[[ Task material, beginning ]]

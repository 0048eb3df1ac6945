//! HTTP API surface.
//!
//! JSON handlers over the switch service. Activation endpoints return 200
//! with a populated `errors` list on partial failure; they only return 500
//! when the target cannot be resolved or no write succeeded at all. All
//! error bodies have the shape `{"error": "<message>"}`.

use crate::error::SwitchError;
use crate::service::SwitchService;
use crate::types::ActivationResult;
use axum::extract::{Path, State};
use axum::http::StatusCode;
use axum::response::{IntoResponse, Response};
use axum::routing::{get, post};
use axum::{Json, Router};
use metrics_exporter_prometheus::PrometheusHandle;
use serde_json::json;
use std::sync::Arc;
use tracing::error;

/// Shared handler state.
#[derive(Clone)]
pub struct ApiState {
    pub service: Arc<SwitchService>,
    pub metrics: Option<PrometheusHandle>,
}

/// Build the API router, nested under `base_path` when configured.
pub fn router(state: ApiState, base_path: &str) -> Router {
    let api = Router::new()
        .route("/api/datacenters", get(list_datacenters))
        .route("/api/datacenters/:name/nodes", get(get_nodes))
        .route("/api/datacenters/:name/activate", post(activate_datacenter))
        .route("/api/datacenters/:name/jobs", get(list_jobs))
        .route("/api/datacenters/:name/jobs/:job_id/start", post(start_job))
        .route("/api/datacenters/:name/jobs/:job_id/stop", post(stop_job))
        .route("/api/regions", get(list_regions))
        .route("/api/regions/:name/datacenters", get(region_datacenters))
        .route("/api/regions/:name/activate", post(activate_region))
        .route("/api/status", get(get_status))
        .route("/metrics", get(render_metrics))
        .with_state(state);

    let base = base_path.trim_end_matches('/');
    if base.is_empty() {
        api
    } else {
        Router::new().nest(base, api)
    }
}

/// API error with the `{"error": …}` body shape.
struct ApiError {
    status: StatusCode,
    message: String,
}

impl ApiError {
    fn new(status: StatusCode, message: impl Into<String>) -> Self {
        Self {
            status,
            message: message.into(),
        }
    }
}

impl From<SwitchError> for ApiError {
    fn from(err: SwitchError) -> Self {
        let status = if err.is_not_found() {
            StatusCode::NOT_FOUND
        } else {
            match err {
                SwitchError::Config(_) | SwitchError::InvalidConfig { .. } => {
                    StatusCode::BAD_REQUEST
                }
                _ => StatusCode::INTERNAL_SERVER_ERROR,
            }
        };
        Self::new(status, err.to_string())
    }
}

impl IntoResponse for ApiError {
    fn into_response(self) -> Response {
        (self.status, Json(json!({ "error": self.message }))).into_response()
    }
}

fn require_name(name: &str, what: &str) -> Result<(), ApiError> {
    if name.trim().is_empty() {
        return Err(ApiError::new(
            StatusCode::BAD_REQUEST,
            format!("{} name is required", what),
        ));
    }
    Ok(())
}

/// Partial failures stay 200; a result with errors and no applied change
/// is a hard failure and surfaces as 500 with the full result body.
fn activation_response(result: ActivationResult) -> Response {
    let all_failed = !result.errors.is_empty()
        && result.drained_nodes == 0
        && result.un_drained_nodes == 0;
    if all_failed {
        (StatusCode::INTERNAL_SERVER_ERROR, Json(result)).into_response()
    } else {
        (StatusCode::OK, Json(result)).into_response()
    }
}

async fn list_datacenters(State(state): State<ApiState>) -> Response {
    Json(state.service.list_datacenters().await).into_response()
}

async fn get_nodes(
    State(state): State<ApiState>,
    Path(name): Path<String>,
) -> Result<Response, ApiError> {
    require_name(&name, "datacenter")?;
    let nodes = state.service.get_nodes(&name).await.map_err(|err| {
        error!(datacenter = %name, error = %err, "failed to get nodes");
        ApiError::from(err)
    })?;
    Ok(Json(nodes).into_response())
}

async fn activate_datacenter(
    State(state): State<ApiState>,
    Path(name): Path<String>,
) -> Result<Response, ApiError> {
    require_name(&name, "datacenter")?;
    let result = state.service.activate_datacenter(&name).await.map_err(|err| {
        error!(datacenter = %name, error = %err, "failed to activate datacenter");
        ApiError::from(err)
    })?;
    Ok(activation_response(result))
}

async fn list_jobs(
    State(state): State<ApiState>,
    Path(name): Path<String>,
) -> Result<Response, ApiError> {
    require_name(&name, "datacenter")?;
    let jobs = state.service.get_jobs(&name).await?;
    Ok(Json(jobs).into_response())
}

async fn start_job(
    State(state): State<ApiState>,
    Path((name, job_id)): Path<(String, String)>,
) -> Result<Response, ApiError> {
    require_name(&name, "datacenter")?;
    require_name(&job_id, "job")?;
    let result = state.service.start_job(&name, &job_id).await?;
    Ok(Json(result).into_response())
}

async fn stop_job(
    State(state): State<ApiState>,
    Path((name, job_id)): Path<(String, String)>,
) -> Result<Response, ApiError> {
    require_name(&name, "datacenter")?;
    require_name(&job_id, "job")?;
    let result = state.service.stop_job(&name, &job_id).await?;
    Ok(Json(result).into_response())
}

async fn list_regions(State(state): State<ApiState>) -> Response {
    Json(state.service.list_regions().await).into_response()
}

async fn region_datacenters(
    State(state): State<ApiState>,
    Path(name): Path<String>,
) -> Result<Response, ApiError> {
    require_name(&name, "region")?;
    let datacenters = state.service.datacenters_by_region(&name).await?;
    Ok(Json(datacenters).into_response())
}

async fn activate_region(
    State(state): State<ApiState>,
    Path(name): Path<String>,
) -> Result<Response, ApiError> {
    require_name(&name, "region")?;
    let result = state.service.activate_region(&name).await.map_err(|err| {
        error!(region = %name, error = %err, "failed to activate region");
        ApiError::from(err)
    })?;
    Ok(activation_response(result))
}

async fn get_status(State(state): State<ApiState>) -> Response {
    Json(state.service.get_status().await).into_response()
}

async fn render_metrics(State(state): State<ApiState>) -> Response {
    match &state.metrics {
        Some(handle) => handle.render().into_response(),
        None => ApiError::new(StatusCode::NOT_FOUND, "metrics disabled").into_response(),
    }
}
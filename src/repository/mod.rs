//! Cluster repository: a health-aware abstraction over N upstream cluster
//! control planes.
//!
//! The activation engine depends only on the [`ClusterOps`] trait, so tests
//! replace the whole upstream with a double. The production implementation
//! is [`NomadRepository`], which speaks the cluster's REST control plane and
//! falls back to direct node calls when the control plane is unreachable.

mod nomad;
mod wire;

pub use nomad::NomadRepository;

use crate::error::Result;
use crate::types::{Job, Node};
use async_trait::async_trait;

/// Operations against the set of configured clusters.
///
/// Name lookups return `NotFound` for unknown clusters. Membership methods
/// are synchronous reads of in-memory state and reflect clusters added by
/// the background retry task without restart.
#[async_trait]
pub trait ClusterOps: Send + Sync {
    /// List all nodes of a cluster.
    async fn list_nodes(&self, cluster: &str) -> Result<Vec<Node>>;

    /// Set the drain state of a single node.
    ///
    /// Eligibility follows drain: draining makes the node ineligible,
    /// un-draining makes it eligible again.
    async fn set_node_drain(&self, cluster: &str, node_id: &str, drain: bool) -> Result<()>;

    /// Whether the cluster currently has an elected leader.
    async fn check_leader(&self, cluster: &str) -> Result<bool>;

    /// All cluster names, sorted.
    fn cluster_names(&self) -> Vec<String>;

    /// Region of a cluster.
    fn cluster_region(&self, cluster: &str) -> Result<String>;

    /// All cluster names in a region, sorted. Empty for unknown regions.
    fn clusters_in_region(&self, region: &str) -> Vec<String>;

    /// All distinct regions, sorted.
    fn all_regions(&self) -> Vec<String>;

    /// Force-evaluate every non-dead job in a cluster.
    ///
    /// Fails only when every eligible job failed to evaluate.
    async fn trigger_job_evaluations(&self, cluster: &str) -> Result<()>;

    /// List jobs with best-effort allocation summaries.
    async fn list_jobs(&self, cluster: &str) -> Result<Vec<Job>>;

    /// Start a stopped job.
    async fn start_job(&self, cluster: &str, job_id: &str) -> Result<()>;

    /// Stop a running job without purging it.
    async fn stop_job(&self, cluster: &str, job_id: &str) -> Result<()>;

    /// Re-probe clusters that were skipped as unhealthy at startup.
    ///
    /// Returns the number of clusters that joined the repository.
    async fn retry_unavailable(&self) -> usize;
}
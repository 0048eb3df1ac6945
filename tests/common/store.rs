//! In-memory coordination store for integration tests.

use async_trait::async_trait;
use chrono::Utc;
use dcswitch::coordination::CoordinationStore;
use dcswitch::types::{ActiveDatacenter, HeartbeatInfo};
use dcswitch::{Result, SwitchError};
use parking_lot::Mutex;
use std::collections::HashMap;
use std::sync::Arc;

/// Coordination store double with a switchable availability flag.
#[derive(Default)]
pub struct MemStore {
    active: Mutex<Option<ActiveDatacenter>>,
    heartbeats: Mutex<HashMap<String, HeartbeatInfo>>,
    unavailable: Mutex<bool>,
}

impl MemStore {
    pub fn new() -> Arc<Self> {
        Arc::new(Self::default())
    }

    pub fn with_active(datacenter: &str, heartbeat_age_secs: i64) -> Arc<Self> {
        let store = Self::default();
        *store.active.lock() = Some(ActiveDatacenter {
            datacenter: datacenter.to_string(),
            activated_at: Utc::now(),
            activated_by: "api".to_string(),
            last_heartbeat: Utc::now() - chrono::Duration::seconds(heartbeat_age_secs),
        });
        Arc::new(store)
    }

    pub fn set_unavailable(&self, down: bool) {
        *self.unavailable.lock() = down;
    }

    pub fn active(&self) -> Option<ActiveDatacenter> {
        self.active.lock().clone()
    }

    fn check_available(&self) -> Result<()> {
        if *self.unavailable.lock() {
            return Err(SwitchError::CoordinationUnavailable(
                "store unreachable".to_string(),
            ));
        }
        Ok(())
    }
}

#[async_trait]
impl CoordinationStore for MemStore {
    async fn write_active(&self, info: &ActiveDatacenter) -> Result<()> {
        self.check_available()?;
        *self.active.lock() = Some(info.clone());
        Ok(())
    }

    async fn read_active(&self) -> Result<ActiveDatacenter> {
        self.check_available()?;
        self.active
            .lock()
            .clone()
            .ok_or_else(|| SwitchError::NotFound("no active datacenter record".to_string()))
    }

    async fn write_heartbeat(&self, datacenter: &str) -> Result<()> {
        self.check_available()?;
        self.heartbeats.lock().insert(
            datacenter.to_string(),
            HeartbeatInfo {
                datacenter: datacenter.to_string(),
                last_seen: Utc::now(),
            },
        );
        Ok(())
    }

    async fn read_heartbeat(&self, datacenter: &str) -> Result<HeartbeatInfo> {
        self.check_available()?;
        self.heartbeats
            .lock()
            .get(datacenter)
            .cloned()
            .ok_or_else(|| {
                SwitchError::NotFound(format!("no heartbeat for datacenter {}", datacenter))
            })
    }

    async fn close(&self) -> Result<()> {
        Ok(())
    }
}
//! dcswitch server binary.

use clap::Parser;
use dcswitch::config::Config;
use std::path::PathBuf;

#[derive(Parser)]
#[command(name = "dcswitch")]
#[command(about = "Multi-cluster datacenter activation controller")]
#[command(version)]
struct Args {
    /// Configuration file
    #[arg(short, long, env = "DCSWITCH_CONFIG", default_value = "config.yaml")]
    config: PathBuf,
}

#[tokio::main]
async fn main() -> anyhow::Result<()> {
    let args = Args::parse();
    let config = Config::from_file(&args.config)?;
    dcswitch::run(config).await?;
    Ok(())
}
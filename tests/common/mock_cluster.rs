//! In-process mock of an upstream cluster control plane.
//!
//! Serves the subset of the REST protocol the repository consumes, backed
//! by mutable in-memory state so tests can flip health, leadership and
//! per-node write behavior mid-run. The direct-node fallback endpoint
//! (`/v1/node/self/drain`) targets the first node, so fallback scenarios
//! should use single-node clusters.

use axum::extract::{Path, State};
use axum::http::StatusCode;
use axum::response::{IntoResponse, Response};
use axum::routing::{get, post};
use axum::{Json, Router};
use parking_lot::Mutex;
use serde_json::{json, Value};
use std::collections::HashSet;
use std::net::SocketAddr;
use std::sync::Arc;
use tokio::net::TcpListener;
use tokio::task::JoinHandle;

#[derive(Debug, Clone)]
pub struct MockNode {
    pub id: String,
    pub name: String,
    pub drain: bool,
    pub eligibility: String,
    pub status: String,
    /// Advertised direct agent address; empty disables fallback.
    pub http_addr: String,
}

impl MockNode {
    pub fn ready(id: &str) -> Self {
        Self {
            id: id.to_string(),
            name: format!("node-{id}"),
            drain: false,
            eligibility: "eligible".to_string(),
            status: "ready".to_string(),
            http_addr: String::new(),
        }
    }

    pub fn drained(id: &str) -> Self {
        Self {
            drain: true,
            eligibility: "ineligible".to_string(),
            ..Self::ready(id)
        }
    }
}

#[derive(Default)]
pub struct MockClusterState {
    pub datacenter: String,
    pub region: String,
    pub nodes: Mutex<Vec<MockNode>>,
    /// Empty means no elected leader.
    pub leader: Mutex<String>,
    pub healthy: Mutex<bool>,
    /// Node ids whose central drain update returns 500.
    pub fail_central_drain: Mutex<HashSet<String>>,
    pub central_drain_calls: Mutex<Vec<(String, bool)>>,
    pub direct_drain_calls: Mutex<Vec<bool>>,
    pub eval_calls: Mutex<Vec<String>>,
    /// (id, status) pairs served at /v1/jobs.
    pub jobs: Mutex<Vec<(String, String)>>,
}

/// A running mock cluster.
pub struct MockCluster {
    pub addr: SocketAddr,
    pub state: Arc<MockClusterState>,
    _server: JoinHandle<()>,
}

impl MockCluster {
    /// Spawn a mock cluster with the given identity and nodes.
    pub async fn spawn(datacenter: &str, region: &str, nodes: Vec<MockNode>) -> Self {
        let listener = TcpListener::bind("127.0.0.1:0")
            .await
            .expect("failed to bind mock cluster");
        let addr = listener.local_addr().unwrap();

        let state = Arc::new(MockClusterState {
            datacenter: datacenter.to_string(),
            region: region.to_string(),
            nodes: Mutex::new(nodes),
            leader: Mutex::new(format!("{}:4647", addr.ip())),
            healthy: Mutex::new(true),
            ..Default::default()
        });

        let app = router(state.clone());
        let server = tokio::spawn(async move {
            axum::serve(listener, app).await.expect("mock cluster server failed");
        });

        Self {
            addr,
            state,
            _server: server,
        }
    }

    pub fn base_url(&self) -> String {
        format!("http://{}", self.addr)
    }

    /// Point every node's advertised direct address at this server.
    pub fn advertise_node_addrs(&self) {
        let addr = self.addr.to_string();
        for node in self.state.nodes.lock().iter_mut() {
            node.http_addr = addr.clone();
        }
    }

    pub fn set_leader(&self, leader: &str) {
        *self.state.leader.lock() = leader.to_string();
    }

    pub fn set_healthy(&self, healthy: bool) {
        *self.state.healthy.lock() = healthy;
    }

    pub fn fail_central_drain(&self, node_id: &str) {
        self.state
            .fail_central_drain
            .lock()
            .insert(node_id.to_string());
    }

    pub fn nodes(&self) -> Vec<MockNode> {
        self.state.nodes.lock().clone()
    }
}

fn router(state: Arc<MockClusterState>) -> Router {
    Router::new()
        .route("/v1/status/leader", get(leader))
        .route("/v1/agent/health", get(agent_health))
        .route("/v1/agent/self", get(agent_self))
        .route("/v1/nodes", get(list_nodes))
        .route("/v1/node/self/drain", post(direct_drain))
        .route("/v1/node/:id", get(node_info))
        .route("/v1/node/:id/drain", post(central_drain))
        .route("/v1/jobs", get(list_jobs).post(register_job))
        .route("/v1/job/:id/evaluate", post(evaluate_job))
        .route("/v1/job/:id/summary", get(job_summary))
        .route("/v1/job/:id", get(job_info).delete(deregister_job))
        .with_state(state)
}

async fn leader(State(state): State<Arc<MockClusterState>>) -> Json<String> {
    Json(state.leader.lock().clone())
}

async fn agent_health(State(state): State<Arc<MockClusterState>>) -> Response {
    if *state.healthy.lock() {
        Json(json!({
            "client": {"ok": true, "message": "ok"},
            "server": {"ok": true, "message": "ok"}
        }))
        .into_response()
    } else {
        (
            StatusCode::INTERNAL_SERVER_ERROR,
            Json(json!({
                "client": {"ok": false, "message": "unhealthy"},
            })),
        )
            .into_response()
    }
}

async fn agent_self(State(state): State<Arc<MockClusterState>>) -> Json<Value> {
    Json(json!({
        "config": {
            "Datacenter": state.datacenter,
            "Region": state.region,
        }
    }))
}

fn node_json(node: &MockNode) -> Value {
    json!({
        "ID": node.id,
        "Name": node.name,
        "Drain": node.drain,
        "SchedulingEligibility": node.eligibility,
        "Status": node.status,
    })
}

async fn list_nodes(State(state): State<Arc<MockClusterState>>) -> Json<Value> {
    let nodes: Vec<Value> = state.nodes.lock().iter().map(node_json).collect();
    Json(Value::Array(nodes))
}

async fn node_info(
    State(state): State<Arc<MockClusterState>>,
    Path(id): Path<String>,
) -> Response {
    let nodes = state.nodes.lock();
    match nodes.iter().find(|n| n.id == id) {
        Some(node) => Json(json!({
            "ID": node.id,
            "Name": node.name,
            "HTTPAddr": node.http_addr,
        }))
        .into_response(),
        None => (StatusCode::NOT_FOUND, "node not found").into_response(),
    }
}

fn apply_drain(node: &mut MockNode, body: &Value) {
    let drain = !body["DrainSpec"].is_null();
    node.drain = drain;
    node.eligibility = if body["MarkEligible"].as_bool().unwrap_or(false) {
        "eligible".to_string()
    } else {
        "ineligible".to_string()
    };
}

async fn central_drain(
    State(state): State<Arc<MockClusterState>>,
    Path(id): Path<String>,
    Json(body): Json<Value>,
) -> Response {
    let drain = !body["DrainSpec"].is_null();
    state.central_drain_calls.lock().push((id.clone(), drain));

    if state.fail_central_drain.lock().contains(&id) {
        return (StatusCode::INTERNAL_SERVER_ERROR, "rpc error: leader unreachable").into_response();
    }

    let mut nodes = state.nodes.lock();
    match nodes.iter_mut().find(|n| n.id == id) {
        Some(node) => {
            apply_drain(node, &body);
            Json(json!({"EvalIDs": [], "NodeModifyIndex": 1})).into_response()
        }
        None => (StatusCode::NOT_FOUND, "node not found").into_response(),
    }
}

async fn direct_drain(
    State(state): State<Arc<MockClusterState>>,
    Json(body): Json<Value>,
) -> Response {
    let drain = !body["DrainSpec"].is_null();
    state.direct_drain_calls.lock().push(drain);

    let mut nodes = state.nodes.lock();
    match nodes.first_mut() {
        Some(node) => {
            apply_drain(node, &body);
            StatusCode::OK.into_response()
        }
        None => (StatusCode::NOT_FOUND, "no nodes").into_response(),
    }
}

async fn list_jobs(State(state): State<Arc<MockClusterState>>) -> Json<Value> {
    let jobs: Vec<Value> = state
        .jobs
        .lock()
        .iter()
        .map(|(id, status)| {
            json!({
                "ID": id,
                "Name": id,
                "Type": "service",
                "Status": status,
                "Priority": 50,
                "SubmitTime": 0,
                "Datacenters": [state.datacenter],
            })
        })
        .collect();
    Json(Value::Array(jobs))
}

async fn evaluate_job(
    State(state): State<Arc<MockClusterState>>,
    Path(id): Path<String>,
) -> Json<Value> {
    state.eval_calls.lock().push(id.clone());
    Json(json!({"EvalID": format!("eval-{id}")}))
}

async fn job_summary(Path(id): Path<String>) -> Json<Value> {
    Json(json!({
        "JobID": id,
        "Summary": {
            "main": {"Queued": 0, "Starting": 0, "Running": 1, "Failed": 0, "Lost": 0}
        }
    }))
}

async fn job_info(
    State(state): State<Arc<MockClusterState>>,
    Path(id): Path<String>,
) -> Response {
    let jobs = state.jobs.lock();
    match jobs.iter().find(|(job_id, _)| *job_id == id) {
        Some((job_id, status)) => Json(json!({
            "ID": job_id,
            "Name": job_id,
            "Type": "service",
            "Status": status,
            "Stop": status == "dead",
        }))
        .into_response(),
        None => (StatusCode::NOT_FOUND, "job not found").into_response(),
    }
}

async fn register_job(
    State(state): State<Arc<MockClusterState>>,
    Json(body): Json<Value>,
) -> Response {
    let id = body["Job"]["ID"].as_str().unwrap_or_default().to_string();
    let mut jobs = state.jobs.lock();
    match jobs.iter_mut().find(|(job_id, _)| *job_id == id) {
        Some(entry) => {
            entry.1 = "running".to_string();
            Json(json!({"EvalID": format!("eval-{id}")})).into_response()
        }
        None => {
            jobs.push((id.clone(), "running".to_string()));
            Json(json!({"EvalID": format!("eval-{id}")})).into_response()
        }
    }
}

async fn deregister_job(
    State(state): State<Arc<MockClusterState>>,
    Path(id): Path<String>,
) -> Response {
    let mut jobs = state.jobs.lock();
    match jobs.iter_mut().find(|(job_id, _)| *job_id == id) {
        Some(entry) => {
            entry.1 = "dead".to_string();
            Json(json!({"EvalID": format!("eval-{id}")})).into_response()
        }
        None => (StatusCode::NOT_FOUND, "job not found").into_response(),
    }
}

[[ Task material, end ]]

Using the entries above, quote each line verbatim from the first through the line that contains "let api = Router::new()".

-- Your solution --
repository 0048eb3df1ac6945
//! HTTP API surface.
//!
//! JSON handlers over the switch service. Activation endpoints return 200
//! with a populated `errors` list on partial failure; they only return 500
//! when the target cannot be resolved or no write succeeded at all. All
//! error bodies have the shape `{"error": "<message>"}`.

use crate::error::SwitchError;
use crate::service::SwitchService;
use crate::types::ActivationResult;
use axum::extract::{Path, State};
use axum::http::StatusCode;
use axum::response::{IntoResponse, Response};
use axum::routing::{get, post};
use axum::{Json, Router};
use metrics_exporter_prometheus::PrometheusHandle;
use serde_json::json;
use std::sync::Arc;
use tracing::error;

/// Shared handler state.
#[derive(Clone)]
pub struct ApiState {
    pub service: Arc<SwitchService>,
    pub metrics: Option<PrometheusHandle>,
}

/// Build the API router, nested under `base_path` when configured.
pub fn router(state: ApiState, base_path: &str) -> Router {
    let api = Router::new()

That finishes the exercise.